Hank Snow Writer: Hank Snow
Chart Status: No. 1 (1950)
Snow has had it up to here with the gal who’s been “flying too high for [his] little ol’ sky.” So he’s hopping aboard that “big eight-wheeler rolling down the track” and heading south. You can hear the clickety-clack of the train wheels as he leaves her in the dust. That’ll teach her.
“I’m Movin’ On”
Rascal Flatts Writers: Phillip White, D. Vincent Williams
Chart Status: No. 4 (2002)
A much deeper and more beautifully crafted lyric than Snow’s song of the same title, this is a thinking man’s exit speech. No anger. No blame. No running from the law. Just an acute awareness that here is not the right place to nourish one’s soul and that somewhere new is bound to be better.
“Texas in My Rear View Mirror”
Mac Davis Writer: Mac Davis
Chart Status: No. 9 (1980)
The crafty Davis has it both ways in this autobiographical chronicle about a wandering minstrel. First, he lines out the reasons for leaving Lubbock and then the reasons for returning and staying. So he’s got you coming and going.
“Time to Bum Again”
Writer: Harlan Howard Chart Status: No. 17 (1966)

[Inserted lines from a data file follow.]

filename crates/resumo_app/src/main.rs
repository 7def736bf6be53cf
mod platform;

fn main() -> anyhow::Result<()> {
    platform::run_app()
}
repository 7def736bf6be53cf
use std::fs;
use std::io::{self, Write};
use std::path::{Path, PathBuf};

use tempfile::NamedTempFile;
use thiserror::Error;

#[derive(Debug, Error)]
pub enum PersistError {
    #[error("output directory missing or not writable: {0}")]
    OutputDir(String),
    #[error("io error: {0}")]
    Io(#[from] io::Error),
}

/// Ensure output directory exists; create if missing.
pub fn ensure_output_dir(dir: &Path) -> Result<(), PersistError> {
    if dir.exists() {
        let meta = fs::metadata(dir).map_err(|e| PersistError::OutputDir(e.to_string()))?;
        if !meta.is_dir() {
            return Err(PersistError::OutputDir("path is not a directory".into()));
        }
    } else {
        fs::create_dir_all(dir).map_err(|e| PersistError::OutputDir(e.to_string()))?;
    }
    Ok(())
}

/// Atomically write content to `{dir}/{filename}` by writing a temp file then renaming.
#[derive(Debug, Clone)]
pub struct AtomicFileWriter {
    dir: PathBuf,
}

impl AtomicFileWriter {
    pub fn new(dir: PathBuf) -> Self {
        Self { dir }
    }

    pub fn write(&self, filename: &str, content: &[u8]) -> Result<PathBuf, PersistError> {
        ensure_output_dir(&self.dir)?;

        let target = self.dir.join(filename);
        let mut tmp = NamedTempFile::new_in(&self.dir)?;
        tmp.write_all(content)?;
        tmp.flush()?;
        tmp.as_file_mut().sync_all()?;

        // Renaming over an existing file replaces it in one step.
        tmp.persist(&target).map_err(|e| PersistError::Io(e.error))?;
        Ok(target)
    }
}
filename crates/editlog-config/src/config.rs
/// Input surface configuration: load, save, and sanitize.
use std::path::{Path, PathBuf};

use anyhow::{Context, Result};
use serde::{Deserialize, Serialize};

/// File name of the config inside the config directory.
const CONFIG_FILE_NAME: &str = "editlog.json";

/// Characters whose handling is controlled by the `allow_*` flags rather
/// than by `disallowed_chars`.
const FLAG_GOVERNED_CHARS: [char; 3] = ['\n', '\r', '\t'];

/// Configuration for a single text-input surface.
#[derive(Debug, Clone, PartialEq, Eq, Serialize, Deserialize)]
#[serde(default)]
pub struct InputConfig {
    /// Maximum buffer length in chars. 0 = unlimited.
    pub max_length: usize,
    /// Maximum undo entries kept. 0 = unbounded.
    pub max_history_depth: usize,
    /// Whether losing focus clears the undo and redo logs.
    pub clear_history_on_blur: bool,
    pub allow_newlines: bool,
    pub allow_tabs: bool,
    /// Extra characters stripped from any inserted text.
    pub disallowed_chars: String,
}

impl Default for InputConfig {
    fn default() -> Self {
        Self {
            max_length: 0,
            max_history_depth: 0,
            clear_history_on_blur: true,
            allow_newlines: false,
            allow_tabs: false,
            disallowed_chars: String::new(),
        }
    }
}

impl InputConfig {
    /// Returns the config file path: user config dir + `editlog/editlog.json`.
    pub fn config_path() -> PathBuf {
        dirs::config_dir()
            .map(|d| d.join("editlog").join(CONFIG_FILE_NAME))
            .unwrap_or_else(|| PathBuf::from(CONFIG_FILE_NAME))
    }

    /// Loads config from `path`, creating a default file if it doesn't exist.
    /// Returns defaults on any error (unreadable file, parse error, etc.).
    pub fn load_or_create(path: &Path) -> Self {
        if path.exists() {
            match std::fs::read_to_string(path) {
                Ok(contents) => match serde_json::from_str::<InputConfig>(&contents) {
                    Ok(mut config) => {
                        config.sanitize();
                        return config;
                    }
                    Err(e) => {
                        tracing::warn!("Failed to parse config at {}: {e}", path.display());
                    }
                },
                Err(e) => {
                    tracing::warn!("Failed to read config at {}: {e}", path.display());
                }
            }
            // Return defaults on error (don't overwrite broken file)
            Self::default()
        } else {
            let config = Self::default();
            if let Err(e) = config.save(path) {
                tracing::warn!("Failed to create default config at {}: {e:#}", path.display());
            }
            config
        }
    }

    /// Saves config to `path` as pretty-printed JSON, creating parent
    /// directories as needed.
    ///
    /// # Errors
    ///
    /// Returns an error if serialization or any filesystem write fails.
    pub fn save(&self, path: &Path) -> Result<()> {
        if let Some(parent) = path.parent().filter(|p| !p.as_os_str().is_empty()) {
            std::fs::create_dir_all(parent)
                .with_context(|| format!("Failed to create config dir: {}", parent.display()))?;
        }
        let json = serde_json::to_string_pretty(self).context("Failed to serialize config")?;
        std::fs::write(path, json)
            .with_context(|| format!("Failed to write config: {}", path.display()))?;
        Ok(())
    }

    /// Removes duplicate and flag-governed characters from `disallowed_chars`.
    pub fn sanitize(&mut self) {
        let mut seen = Vec::new();
        for c in self.disallowed_chars.chars() {
            if !FLAG_GOVERNED_CHARS.contains(&c) && !seen.contains(&c) {
                seen.push(c);
            }
        }
        self.disallowed_chars = seen.into_iter().collect();
    }

    /// Returns the length cap, or `None` when unlimited.
    pub fn length_limit(&self) -> Option<usize> {
        (self.max_length > 0).then_some(self.max_length)
    }
}
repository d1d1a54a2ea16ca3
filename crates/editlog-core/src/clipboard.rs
//! Clipboard seam between an input surface and its host.
//!
//! Writes are immediate. Reads are asynchronous: the surface hands out a
//! [`PasteTicket`] and the host answers later through
//! `TextInput::complete_paste`. A surface that lost focus in the meantime
//! ignores the answer.

use std::cell::RefCell;
use std::collections::VecDeque;
use std::rc::Rc;

use anyhow::Result;

/// Correlates an asynchronous clipboard read with the surface state that
/// requested it.
#[derive(Debug, Clone, Copy, PartialEq, Eq)]
pub struct PasteTicket {
    pub(crate) focus_epoch: u64,
    pub(crate) serial: u64,
}

/// Host clipboard access.
pub trait Clipboard {
    /// Replaces the clipboard contents.
    ///
    /// # Errors
    ///
    /// Returns an error if the host clipboard rejects the write.
    fn set_text(&mut self, text: &str) -> Result<()>;

    /// Starts an asynchronous read. The host delivers the text later,
    /// paired with `ticket`.
    fn request_text(&mut self, ticket: PasteTicket);
}

#[derive(Debug, Default)]
struct ClipboardState {
    text: Option<String>,
    pending: VecDeque<PasteTicket>,
}

/// In-process clipboard. Clones share contents and pending reads.
#[derive(Debug, Clone, Default)]
pub struct MemoryClipboard {
    state: Rc<RefCell<ClipboardState>>,
}

impl MemoryClipboard {
    pub fn new() -> Self {
        Self::default()
    }

    /// Current contents.
    pub fn text(&self) -> Option<String> {
        self.state.borrow().text.clone()
    }

    /// Replaces contents from the host side.
    pub fn set_contents(&self, text: &str) {
        self.state.borrow_mut().text = Some(text.to_string());
    }

    /// Resolves every pending read against the current contents.
    ///
    /// Reads against an empty clipboard are dropped.
    pub fn take_completions(&self) -> Vec<(PasteTicket, String)> {
        let mut state = self.state.borrow_mut();
        let pending: Vec<PasteTicket> = state.pending.drain(..).collect();
        match &state.text {
            Some(text) => pending.into_iter().map(|t| (t, text.clone())).collect(),
            None => Vec::new(),
        }
    }

    pub fn pending_reads(&self) -> usize {
        self.state.borrow().pending.len()
    }
}

impl Clipboard for MemoryClipboard {
    fn set_text(&mut self, text: &str) -> Result<()> {
        self.set_contents(text);
        Ok(())
    }

    fn request_text(&mut self, ticket: PasteTicket) {
        self.state.borrow_mut().pending.push_back(ticket);
    }
}
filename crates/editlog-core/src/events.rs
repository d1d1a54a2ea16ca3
//! Input event delivery for editing surfaces.
//!
//! A surface never listens to process-wide input. The host hands it an
//! [`EventSource`] and the surface holds a [`Subscription`] that
//! unsubscribes when dropped, so disposing a surface always releases its
//! listener.

use std::cell::RefCell;
use std::collections::{BTreeMap, VecDeque};
use std::rc::Rc;

/// Keys an input surface reacts to.
#[derive(Debug, Clone, Copy, PartialEq, Eq)]
pub enum Key {
    Backspace,
    Delete,
    ArrowLeft,
    ArrowRight,
    Home,
    End,
    Enter,
    A,
    C,
    V,
    X,
    Y,
    Z,
}

/// Modifier state held during a key press.
#[derive(Debug, Clone, Copy, PartialEq, Eq, Default)]
pub struct Modifiers {
    pub ctrl: bool,
    pub shift: bool,
}

impl Modifiers {
    pub const NONE: Modifiers = Modifiers {
        ctrl: false,
        shift: false,
    };
    pub const CTRL: Modifiers = Modifiers {
        ctrl: true,
        shift: false,
    };
    pub const SHIFT: Modifiers = Modifiers {
        ctrl: false,
        shift: true,
    };
    pub const CTRL_SHIFT: Modifiers = Modifiers {
        ctrl: true,
        shift: true,
    };
}

/// One input event delivered to a surface.
#[derive(Debug, Clone, PartialEq, Eq)]
pub enum InputEvent {
    /// Text typed by the user.
    Text(String),
    Key { key: Key, modifiers: Modifiers },
    FocusGained,
    FocusLost,
}

impl InputEvent {
    pub fn key(key: Key) -> Self {
        InputEvent::Key {
            key,
            modifiers: Modifiers::NONE,
        }
    }

    pub fn ctrl(key: Key) -> Self {
        InputEvent::Key {
            key,
            modifiers: Modifiers::CTRL,
        }
    }
}

/// Identifies one listener registered with an [`EventSource`].
#[derive(Debug, Clone, Copy, PartialEq, Eq, PartialOrd, Ord, Hash)]
pub struct ListenerId(u64);

/// A host-provided stream of input events.
///
/// All methods take `&self`; implementations are single-threaded and use
/// interior mutability.
pub trait EventSource {
    /// Registers a new listener.
    fn subscribe(&self) -> ListenerId;

    /// Removes a listener. Unknown ids are ignored.
    fn unsubscribe(&self, id: ListenerId);

    /// Takes every event queued for `id` since the last drain.
    fn drain(&self, id: ListenerId) -> Vec<InputEvent>;
}

/// A live registration that unsubscribes on drop.
pub struct Subscription {
    source: Rc<dyn EventSource>,
    id: ListenerId,
}

impl std::fmt::Debug for Subscription {
    fn fmt(&self, f: &mut std::fmt::Formatter<'_>) -> std::fmt::Result {
        f.debug_struct("Subscription").field("id", &self.id).finish()
    }
}

impl Subscription {
    /// Subscribes to `source`.
    pub fn new(source: Rc<dyn EventSource>) -> Self {
        let id = source.subscribe();
        tracing::trace!(?id, "subscribed to event source");
        Self { source, id }
    }

    pub fn id(&self) -> ListenerId {
        self.id
    }

    /// Events queued for this subscription.
    pub fn drain(&self) -> Vec<InputEvent> {
        self.source.drain(self.id)
    }
}

impl Drop for Subscription {
    fn drop(&mut self) {
        tracing::trace!(id = ?self.id, "unsubscribing from event source");
        self.source.unsubscribe(self.id);
    }
}

#[derive(Debug, Default)]
struct QueueState {
    next_id: u64,
    listeners: BTreeMap<ListenerId, VecDeque<InputEvent>>,
}

/// In-process event source that fans each pushed event out to every
/// subscribed listener.
///
/// Clones share the same queue.
#[derive(Debug, Clone, Default)]
pub struct EventQueue {
    state: Rc<RefCell<QueueState>>,
}

impl EventQueue {
    pub fn new() -> Self {
        Self::default()
    }

    /// Queues `event` for all current listeners. Events pushed while
    /// nobody listens are dropped.
    pub fn push(&self, event: InputEvent) {
        let mut state = self.state.borrow_mut();
        for queue in state.listeners.values_mut() {
            queue.push_back(event.clone());
        }
    }

    /// Number of registered listeners.
    pub fn listener_count(&self) -> usize {
        self.state.borrow().listeners.len()
    }
}

impl EventSource for EventQueue {
    fn subscribe(&self) -> ListenerId {
        let mut state = self.state.borrow_mut();
        let id = ListenerId(state.next_id);
        state.next_id += 1;
        state.listeners.insert(id, VecDeque::new());
        id
    }

    fn unsubscribe(&self, id: ListenerId) {
        self.state.borrow_mut().listeners.remove(&id);
    }

    fn drain(&self, id: ListenerId) -> Vec<InputEvent> {
        self.state
            .borrow_mut()
            .listeners
            .get_mut(&id)
            .map(|queue| queue.drain(..).collect())
            .unwrap_or_default()
    }
}

#[cfg(test)]
mod tests {
    use super::*;

    #[test]
    fn test_push_fans_out() {
        let queue = EventQueue::new();
        let a = queue.subscribe();
        let b = queue.subscribe();
        queue.push(InputEvent::Text("x".to_string()));

        assert_eq!(queue.drain(a), vec![InputEvent::Text("x".to_string())]);
        assert_eq!(queue.drain(b).len(), 1);
        assert!(queue.drain(a).is_empty());
    }

    #[test]
    fn test_events_without_listeners_are_dropped() {
        let queue = EventQueue::new();
        queue.push(InputEvent::FocusGained);
        let id = queue.subscribe();
        assert!(queue.drain(id).is_empty());
    }

    #[test]
    fn test_unsubscribe_unknown_id_is_ignored() {
        let queue = EventQueue::new();
        let id = queue.subscribe();
        queue.unsubscribe(id);
        queue.unsubscribe(id);
        assert_eq!(queue.listener_count(), 0);
        assert!(queue.drain(id).is_empty());
    }

    #[test]
    fn test_subscription_drop_unsubscribes() {
        let queue = EventQueue::new();
        let source: Rc<dyn EventSource> = Rc::new(queue.clone());
        {
            let sub = Subscription::new(Rc::clone(&source));
            assert_eq!(queue.listener_count(), 1);
            queue.push(InputEvent::key(Key::Home));
            assert_eq!(sub.drain(), vec![InputEvent::key(Key::Home)]);
        }
        assert_eq!(queue.listener_count(), 0);
    }

    #[test]
    fn test_ids_are_unique() {
        let queue = EventQueue::new();
        let a = queue.subscribe();
        queue.unsubscribe(a);
        let b = queue.subscribe();
        assert_ne!(a, b);
    }
}
//! Filtering of characters an input surface does not accept.
//!
//! Filtering is a single pass over the input: every disallowed character is
//! dropped, and the rest are kept in order.

use std::borrow::Cow;

use editlog_config::InputConfig;

/// Decides which characters may enter a buffer.
#[derive(Debug, Clone, Default, PartialEq, Eq)]
pub struct CharFilter {
    allow_newlines: bool,
    allow_tabs: bool,
    disallowed: Vec<char>,
}

impl CharFilter {
    pub fn new(allow_newlines: bool, allow_tabs: bool, disallowed: &str) -> Self {
        Self {
            allow_newlines,
            allow_tabs,
            disallowed: disallowed.chars().collect(),
        }
    }

    pub fn from_config(config: &InputConfig) -> Self {
        Self::new(
            config.allow_newlines,
            config.allow_tabs,
            &config.disallowed_chars,
        )
    }

    /// Whether `c` may be inserted.
    pub fn allows(&self, c: char) -> bool {
        match c {
            '\n' => self.allow_newlines,
            '\t' => self.allow_tabs,
            // Carriage returns never enter the buffer; CRLF collapses to LF.
            '\r' => false,
            c if c.is_control() => false,
            c => !self.disallowed.contains(&c),
        }
    }

    /// Returns `text` with disallowed characters removed.
    ///
    /// Borrows when nothing needs to be removed.
    pub fn strip<'a>(&self, text: &'a str) -> Cow<'a, str> {
        if text.chars().all(|c| self.allows(c)) {
            return Cow::Borrowed(text);
        }
        Cow::Owned(text.chars().filter(|&c| self.allows(c)).collect())
    }
}
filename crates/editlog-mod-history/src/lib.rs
/// Undo/redo command log for a single mutable text buffer.
///
/// Provides an `UndoManager` that keeps two LIFO logs (undo and redo) of
/// reversible text edits. Entries hold only what is needed to reverse the
/// edit, so each one costs O(edit size) rather than a buffer snapshot.
/// History lives in memory for the lifetime of the owning editing surface.
pub mod config;
pub mod log;
pub mod manager;
pub mod operation;

pub use config::HistoryConfig;
pub use log::EditLog;
pub use manager::{ReplayDirection, UndoManager};
pub use operation::{CaretSnapshot, LogEntry, OperationKind};
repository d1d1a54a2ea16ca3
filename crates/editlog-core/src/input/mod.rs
//! Text-input surface combining a buffer, caret, and undo/redo history.
//!
//! A `TextInput` owns its `TextBuffer`, `Caret`, and an `UndoManager` with
//! the undo and redo logs. Edits are validated, applied to the buffer, and
//! then recorded. Undo and redo reverse popped entries against the buffer.
//! Event dispatch lives in the `dispatch` submodule.

mod dispatch;

use std::rc::Rc;

use editlog_config::InputConfig;

use crate::buffer::TextBuffer;
use crate::caret::Caret;
use crate::clipboard::{Clipboard, PasteTicket};
use crate::events::{EventSource, Subscription};
use crate::filter::CharFilter;
use crate::history::{history_config, LogEntry, UndoManager};

/// A single-owner editing surface.
pub struct TextInput {
    buffer: TextBuffer,
    caret: Caret,
    history: UndoManager,
    filter: CharFilter,
    max_length: Option<usize>,
    clear_history_on_blur: bool,
    focused: bool,
    /// Bumped on every blur; paste tickets from an older epoch are stale.
    focus_epoch: u64,
    paste_serial: u64,
    pending_paste: Option<PasteTicket>,
    clipboard: Box<dyn Clipboard>,
    subscription: Option<Subscription>,
    /// Monotonic counter bumped on every buffer mutation.
    content_version: u64,
}

impl std::fmt::Debug for TextInput {
    fn fmt(&self, f: &mut std::fmt::Formatter<'_>) -> std::fmt::Result {
        f.debug_struct("TextInput")
            .field("len_chars", &self.buffer.len_chars())
            .field("caret", &self.caret)
            .field("undo_len", &self.history.undo_len())
            .field("redo_len", &self.history.redo_len())
            .field("focused", &self.focused)
            .field("subscription", &self.subscription)
            .field("content_version", &self.content_version)
            .finish()
    }
}

impl TextInput {
    /// Creates an empty, unfocused surface.
    pub fn new(config: &InputConfig, clipboard: Box<dyn Clipboard>) -> Self {
        Self {
            buffer: TextBuffer::new(),
            caret: Caret::new(),
            history: UndoManager::new(history_config(config)),
            filter: CharFilter::from_config(config),
            max_length: config.length_limit(),
            clear_history_on_blur: config.clear_history_on_blur,
            focused: false,
            focus_epoch: 0,
            paste_serial: 0,
            pending_paste: None,
            clipboard,
            subscription: None,
            content_version: 0,
        }
    }

    /// Seeds the surface with `text` (filtered and truncated like any
    /// insert) and puts the caret at the end. Not recorded in history.
    pub fn with_text(mut self, text: &str) -> Self {
        self.set_text(text);
        self
    }

    /// Replaces all content without recording an edit. Clears history,
    /// since existing entries no longer describe this buffer.
    pub fn set_text(&mut self, text: &str) {
        let filtered = self.filter.strip(text);
        let kept: String = match self.max_length {
            Some(max) => filtered.chars().take(max).collect(),
            None => filtered.into_owned(),
        };
        self.buffer.set_text(&kept);
        self.caret = Caret::at(self.buffer.len_chars());
        self.history.reset();
        self.bump_version();
    }

    pub fn text(&self) -> String {
        self.buffer.to_string()
    }

    pub fn len_chars(&self) -> usize {
        self.buffer.len_chars()
    }

    pub fn buffer(&self) -> &TextBuffer {
        &self.buffer
    }

    pub fn caret(&self) -> Caret {
        self.caret
    }

    pub fn history(&self) -> &UndoManager {
        &self.history
    }

    pub fn is_focused(&self) -> bool {
        self.focused
    }

    pub fn content_version(&self) -> u64 {
        self.content_version
    }

    #[inline]
    fn bump_version(&mut self) {
        self.content_version = self.content_version.wrapping_add(1);
    }

    // ── Caret and selection ──────────────────────────────────────────

    /// Moves the caret to `head`, clamped to the buffer, dropping any selection.
    pub fn set_caret(&mut self, head: usize) {
        self.caret = Caret::at(head.min(self.buffer.len_chars()));
    }

    /// Selects anchor..head, clamped to the buffer.
    pub fn select(&mut self, anchor: usize, head: usize) {
        let len = self.buffer.len_chars();
        self.caret = Caret {
            head: head.min(len),
            anchor: Some(anchor.min(len)),
        };
    }

    pub fn select_all(&mut self) {
        self.caret.select_all(self.buffer.len_chars());
    }

    /// The selected text, or `None` if nothing is selected.
    pub fn selected_text(&self) -> Option<String> {
        let (start, end) = self.caret.selection_range()?;
        self.buffer.text_range(start, end).ok()
    }

    // ── Edits ────────────────────────────────────────────────────────

    /// Filters `text` and cuts it to the room left under `max_length`
    /// once `removing` chars are taken out.
    fn prepare(&self, text: &str, removing: usize) -> String {
        let filtered = self.filter.strip(text);
        match self.max_length {
            Some(max) => {
                let remaining = self.buffer.len_chars().saturating_sub(removing);
                let budget = max.saturating_sub(remaining);
                filtered.chars().take(budget).collect()
            }
            None => filtered.into_owned(),
        }
    }

    /// Replaces `remove_len` chars at `index` with `text` and records it.
    ///
    /// Rejects out-of-range requests and edits that would not change the
    /// buffer. Nothing is recorded for a rejected request.
    fn apply_edit(&mut self, index: usize, remove_len: usize, text: &str) -> bool {
        let len = self.buffer.len_chars();
        let in_range = index
            .checked_add(remove_len)
            .is_some_and(|end| end <= len);
        if !in_range {
            tracing::debug!(index, remove_len, len, "rejecting out-of-range edit");
            return false;
        }
        if remove_len == 0 && text.is_empty() {
            return false;
        }
        if self
            .buffer
            .text_range(index, index + remove_len)
            .is_ok_and(|current| current == text)
        {
            tracing::trace!(index, "edit leaves buffer unchanged");
            return false;
        }

        let caret_before = self.caret.snapshot();
        let removed = match self.buffer.splice(index, remove_len, text) {
            Ok(removed) => removed,
            Err(e) => {
                tracing::debug!("edit rejected by buffer: {e:#}");
                return false;
            }
        };
        let inserted = text.chars().count();
        self.caret = Caret::at(index + inserted);
        self.history
            .record_replace(removed, index, remove_len, inserted, caret_before);
        self.bump_version();
        true
    }

    /// Inserts `text` at `index`. Returns whether the buffer changed.
    pub fn insert_at(&mut self, index: usize, text: &str) -> bool {
        let prepared = self.prepare(text, 0);
        if prepared.is_empty() {
            tracing::debug!(index, "nothing left to insert after filtering");
            return false;
        }
        self.apply_edit(index, 0, &prepared)
    }

    /// Deletes `length` chars at `index`. Returns whether the buffer changed.
    pub fn delete_range(&mut self, index: usize, length: usize) -> bool {
        if length == 0 {
            return false;
        }
        self.apply_edit(index, length, "")
    }

    /// Replaces `length` chars at `index` with `text`.
    ///
    /// A zero `length` inserts and an empty `text` deletes. Text that is
    /// entirely filtered out rejects the request rather than deleting.
    pub fn replace_range(&mut self, index: usize, length: usize, text: &str) -> bool {
        let prepared = self.prepare(text, length);
        if prepared.is_empty() && !text.is_empty() {
            tracing::debug!(index, "replacement text filtered out");
            return false;
        }
        self.apply_edit(index, length, &prepared)
    }

    /// Types `text` at the caret, replacing the selection if there is one.
    pub fn insert_text(&mut self, text: &str) -> bool {
        match self.caret.selection_range() {
            Some((start, end)) => self.replace_range(start, end - start, text),
            None => self.insert_at(self.caret.head, text),
        }
    }

    pub fn delete_selection(&mut self) -> bool {
        match self.caret.selection_range() {
            Some((start, end)) => self.delete_range(start, end - start),
            None => false,
        }
    }

    /// Deletes the selection, or the char before the caret.
    pub fn backspace(&mut self) -> bool {
        if self.caret.has_selection() {
            return self.delete_selection();
        }
        match self.caret.head.checked_sub(1) {
            Some(index) => self.delete_range(index, 1),
            None => false,
        }
    }

    /// Deletes the selection, or the char after the caret.
    pub fn delete_forward(&mut self) -> bool {
        if self.caret.has_selection() {
            return self.delete_selection();
        }
        self.delete_range(self.caret.head, 1)
    }

    // ── Undo / redo ──────────────────────────────────────────────────

    /// Reverses the most recent edit. Returns `false` if there was none.
    pub fn undo(&mut self) -> bool {
        match self.history.undo_step() {
            Some(entry) => self.replay(entry),
            None => false,
        }
    }

    /// Reapplies the most recently undone edit.
    pub fn redo(&mut self) -> bool {
        match self.history.redo_step() {
            Some(entry) => self.replay(entry),
            None => false,
        }
    }

    /// Reverses `entry` in the buffer and hands its inverse to the history.
    fn replay(&mut self, entry: LogEntry) -> bool {
        let caret_now = self.caret.snapshot();
        match self
            .buffer
            .splice(entry.index, entry.reversal_span(), entry.restore_text())
        {
            Ok(removed) => {
                self.caret = entry.caret.into();
                self.caret.clamp(self.buffer.len_chars());
                self.history.finish_replay(entry.invert(removed, caret_now));
                self.bump_version();
                true
            }
            Err(e) => {
                tracing::warn!("history entry does not fit buffer, dropping it: {e:#}");
                self.history.abort_replay();
                false
            }
        }
    }

    // ── Focus ────────────────────────────────────────────────────────

    pub fn focus(&mut self) {
        if !self.focused {
            self.focused = true;
            tracing::trace!("input focused");
        }
    }

    /// Drops focus: clears the selection, invalidates pending pastes, and
    /// clears history when configured to.
    pub fn blur(&mut self) {
        if !self.focused {
            return;
        }
        self.focused = false;
        self.focus_epoch += 1;
        self.pending_paste = None;
        self.caret.clear_selection();
        if self.clear_history_on_blur {
            self.history.reset();
        }
        tracing::trace!(epoch = self.focus_epoch, "input blurred");
    }

    // ── Clipboard ────────────────────────────────────────────────────

    /// Copies the selection to the clipboard.
    pub fn copy(&mut self) -> bool {
        let Some(text) = self.selected_text() else {
            return false;
        };
        match self.clipboard.set_text(&text) {
            Ok(()) => true,
            Err(e) => {
                tracing::warn!("Failed to write clipboard: {e:#}");
                false
            }
        }
    }

    /// Copies the selection, then deletes it.
    pub fn cut(&mut self) -> bool {
        self.copy() && self.delete_selection()
    }

    /// Requests the clipboard contents. The host answers through
    /// [`complete_paste`](Self::complete_paste). Only the most recent
    /// ticket is honored.
    pub fn paste(&mut self) -> Option<PasteTicket> {
        if !self.focused {
            return None;
        }
        self.paste_serial += 1;
        let ticket = PasteTicket {
            focus_epoch: self.focus_epoch,
            serial: self.paste_serial,
        };
        self.pending_paste = Some(ticket);
        self.clipboard.request_text(ticket);
        Some(ticket)
    }

    /// Delivers clipboard text for `ticket`.
    ///
    /// A late answer (surface blurred since the request, or a newer paste
    /// was issued) is ignored.
    pub fn complete_paste(&mut self, ticket: PasteTicket, text: &str) -> bool {
        if !self.focused || self.pending_paste != Some(ticket) {
            tracing::debug!(?ticket, "ignoring stale paste");
            return false;
        }
        self.pending_paste = None;
        self.insert_text(text)
    }

    // ── Event source ─────────────────────────────────────────────────

    /// Subscribes to `source`, releasing any previous subscription.
    pub fn attach(&mut self, source: Rc<dyn EventSource>) {
        self.subscription = Some(Subscription::new(source));
    }

    pub fn detach(&mut self) {
        self.subscription = None;
    }

    pub fn is_attached(&self) -> bool {
        self.subscription.is_some()
    }

    /// Drains and handles queued events. Returns how many were handled.
    pub fn pump(&mut self) -> usize {
        let events = match &self.subscription {
            Some(sub) => sub.drain(),
            None => return 0,
        };
        let mut handled = 0;
        for event in events {
            if self.handle_event(event) {
                handled += 1;
            }
        }
        handled
    }

    /// Releases the surface: clears both logs and unsubscribes.
    pub fn dispose(mut self) {
        self.history.reset();
        self.pending_paste = None;
        self.subscription = None;
        tracing::trace!("input disposed");
    }
}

Written and recorded during the folk boom, this song touches on all the reasons for leaving that the folk genre afforded: a nagging woman, a stultifying home, a buddy out there on the road who understands you and the possibility of coming back after you’ve seen the rest of the world. Other than its memorable melody, the element that lifts “Time to Bum Again” above others like it is Jennings’ brooding delivery.
“What if We Went to Italy”
Mary Chapin Carpenter Writer: Mary Chapin Carpenter
Chart Status: Not released as a single
The glory of Carpenter is that she conquered country music in the early 1990s — winning two CMA female vocalist awards — without giving an inch artistically to the format’s provincialism. Who else would have the background and audacity to write a getting-away song on a country album that starts with, “What if we went to Italy/A suitcase of books and one bag apiece for the summer?” For the Brown-educated, Washington, D.C.-groomed Carpenter, these allusions and thoughts were as natural as Brad Paisley or Luke Bryan singing about fishing and pickup trucks. “What if We Went to Italy,” from Carpenter’s 1996 album A Place in the World, is a lovely exercise in daydreaming big.